Saturday, March 1, 2008
When Rational Thinking Becomes Irrational
When is taking something off your plate the best way to get more done? Almost always, it appears. The New York Times provides this article about Dr. Dan Ariely’s new book, “Predictably Irrational.” The book discusses the idea that most people can’t make difficult choices that will reduce their options, usually at the expense of maximizing their potential.
Dr. Ariely openly admits he is not above making some of the same mistakes. The article notes that when trying to decide between two job offers, it was quickly clear that “he and his family would be more or less equally happy in either place. But he dragged out the process for months because he became so obsessed with weighing the options.”
Personally, I see this all the time in my scholarship (and many other places, for that matter). I have a basic plan for what I want to complete in the next few years, but I have countless ideas for new articles and projects, many of which will never go beyond the initial illegible note to myself on a Target receipt. But those slips of paper pile up on my desk, and I usually resist starting one project before I review all my other ideas.

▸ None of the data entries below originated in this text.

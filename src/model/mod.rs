//! Feature and model step: scaling, clustering, regression, forecasting,
//! classification and categorical encoding.

pub mod clustering;
pub mod encoding;
pub mod forecast;
pub mod forest;
pub mod metrics;
pub mod regression;
pub mod scaling;

pub use clustering::{segment, KMeansSettings, Segmentation};
pub use encoding::{one_hot_encode, to_matrix};
pub use forecast::{forecast_dates, resample_daily, DailySeries, HoltWinters};
pub use forest::{train_test_split, ForestSettings, RandomForest};
pub use metrics::ClassificationReport;
pub use regression::LinearFit;
pub use scaling::StandardScaler;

Eventually, I do actually start writing, but the time spent on this endeavor is often time wasted and time lost.
Beyond largely personal decisions, Dr. Ariely’s thesis puts a fine point on a lot of difficult policy questions for educators, as well: Should we change the first-year curriculum? Should pro bono work be required to graduate? How do we better prepare our students for practice?
On a broader scale, too, his concept applies: What do we do next in Iraq? Should we cap greenhouse gas emissions? How do we get health care costs under control?
These are all difficult questions, and it is hard to take any options off the table, lest we miss the best option for solving the problem. However, doing nothing, under the guise of considering everything, is a decision, too. Moving forward, at a minimum, I am going to do my best to keep that in mind.